Gabriele Paonessa

Personal information
- Date of birth: April 18, 1987 (age 38)
- Place of birth: Bologna, Italy
- Height: 1.72 m (5 ft 7+1⁄2 in)
- Position: Attacking midfielder

Youth career
- Napoli
- 2002–2005: Bologna

Senior career*
- Years: Team / Apps / (Gls)
- 2005–2010: Bologna / 2 / (0)
- 2006–2007: → Vicenza (on loan) / 26 / (4)
- 2007–2008: → Avellino (loan) / 31 / (2)
- 2009–2010: → Vicenza (loan) / 11 / (2)
- 2010–2015: Parma / 0 / (0)
- 2010–2011: → Cesena (loan) / 0 / (0)
- 2011–2012: → Gubbio (loan) / 1 / (0)
- 2012: → Como (loan) / 7 / (2)
- 2012–2013: → Perugia (loan) / 1 / (0)
- 2013: → Crotone (loan) / 2 / (0)

International career^{‡}
- 2006–2009: Italy U-21 / 6 / (1)

= Gabriele Paonessa =

Italian footballer

Gabriele Paonessa (born 18 April 1987) is an Italian footballer.

==Biography==
On 10 June 2010 Parma F.C. announced that they had swapped Daniele Paponi for Paonessa, both half card was tagged for €600,000. Both club retained 50% registration rights of the player. Bologna made a profit of €1,140,500 for Paonessa which registered in 2009–10 financial year, but at the same time created a cost of amortization for €1.2 million, spreading from 2010–11 to 2014–15.

Paonessa signed a 5-year contract.
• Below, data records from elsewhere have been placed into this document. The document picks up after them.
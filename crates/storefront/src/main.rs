//! Petlandia storefront binary.
//!
//! Serves the catalog, cart and admin panel on `STOREFRONT_PORT` (5000 by
//! default). The SQLite schema is applied on start-up and the default
//! administrator is created if it does not exist yet.

#![cfg_attr(not(test), forbid(unsafe_code))]

use petlandia_storefront::{
    app,
    config::StorefrontConfig,
    db,
    services::{AuthService, auth::DEFAULT_ADMIN_PASSWORD},
    state::AppState,
};
use sentry::integrations::tracing as sentry_tracing;
use tracing_subscriber::{layer::SubscriberExt, util::SubscriberInitExt};

/// Initialize Sentry error tracking and return guard that must be kept alive.
fn init_sentry(config: &StorefrontConfig) -> Option<sentry::ClientInitGuard> {
    let dsn = config.sentry_dsn.as_ref()?;

    let guard = sentry::init((
        dsn.as_str(),
        sentry::ClientOptions {
            release: sentry::release_name!(),
            environment: config
                .sentry_environment
                .clone()
                .map(std::borrow::Cow::Owned),
            attach_stacktrace: true,
            ..Default::default()
        },
    ));

    tracing::info!("Sentry initialized");
    Some(guard)
}

/// Errors and warnings become Sentry events, info and debug become breadcrumbs.
fn sentry_event_filter(metadata: &tracing::Metadata<'_>) -> sentry_tracing::EventFilter {
    match *metadata.level() {
        tracing::Level::ERROR | tracing::Level::WARN => sentry_tracing::EventFilter::Event,
        tracing::Level::INFO | tracing::Level::DEBUG => sentry_tracing::EventFilter::Breadcrumb,
        tracing::Level::TRACE => sentry_tracing::EventFilter::Ignore,
    }
}

#[tokio::main]
async fn main() {
    let config = StorefrontConfig::from_env().expect("Failed to load configuration");

    // Sentry must be initialized before the tracing subscriber
    let _sentry_guard = init_sentry(&config);

    let env_filter = tracing_subscriber::EnvFilter::try_from_default_env()
        .unwrap_or_else(|_| "petlandia_storefront=info,tower_http=debug".into());

    tracing_subscriber::registry()
        .with(env_filter)
        .with(tracing_subscriber::fmt::layer())
        .with(sentry_tracing::layer().event_filter(sentry_event_filter))
        .init();

    let pool = db::create_pool(&config.database_url)
        .await
        .expect("Failed to create database pool");
    db::migrate(&pool).await.expect("Failed to apply migrations");
    tracing::info!("Database ready");

    if let Some(admin) = AuthService::new(&pool)
        .bootstrap_admin(DEFAULT_ADMIN_PASSWORD)
        .await
        .expect("Failed to bootstrap administrator")
    {
        tracing::info!(user_id = %admin.id, "Created default administrator");
    }

    let state = AppState::new(config.clone(), pool);
    state
        .uploads()
        .ensure_dir()
        .await
        .expect("Failed to create upload directory");

    let app = app(state)
        // Sentry layers (outermost for full request coverage)
        .layer(sentry_tower::NewSentryLayer::new_from_top())
        .layer(sentry_tower::SentryHttpLayer::new().enable_transaction());

    let addr = config.socket_addr();
    tracing::info!("storefront listening on {}", addr);

    let listener = tokio::net::TcpListener::bind(addr)
        .await
        .expect("Failed to bind to address");

    axum::serve(listener, app)
        .with_graceful_shutdown(shutdown_signal())
        .await
        .expect("Server error");
}

/// Wait for shutdown signal (Ctrl+C or SIGTERM).
async fn shutdown_signal() {
    let ctrl_c = async {
        tokio::signal::ctrl_c()
            .await
            .expect("Failed to install Ctrl+C handler");
    };

    #[cfg(unix)]
    let terminate = async {
        tokio::signal::unix::signal(tokio::signal::unix::SignalKind::terminate())
            .expect("Failed to install signal handler")
            .recv()
            .await;
    };

    #[cfg(not(unix))]
    let terminate = std::future::pending::<()>();

    tokio::select! {
        () = ctrl_c => {},
        () = terminate => {},
    }

    tracing::info!("Shutdown signal received, starting graceful shutdown");
}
From 2010 to 2013 he was loaned to various club, such as Cesena in 2010 and Crotone on 31 January 2013. Crotone also received €100,000 from Parma as premi di valorizzazione. The co-ownership deals were terminated in June 2012. Since 2013 Paonessa failed to find a club to play, despite under contract with Parma until 30 June 2017. He earned just €70,000 in 2010–11 season.

===International career===
He made his U-21 team debut against Luxembourg U-21, 12 December 2006, replacing Simone Bentivoglio in the 71st minute and scored his debut goal on the 83rd.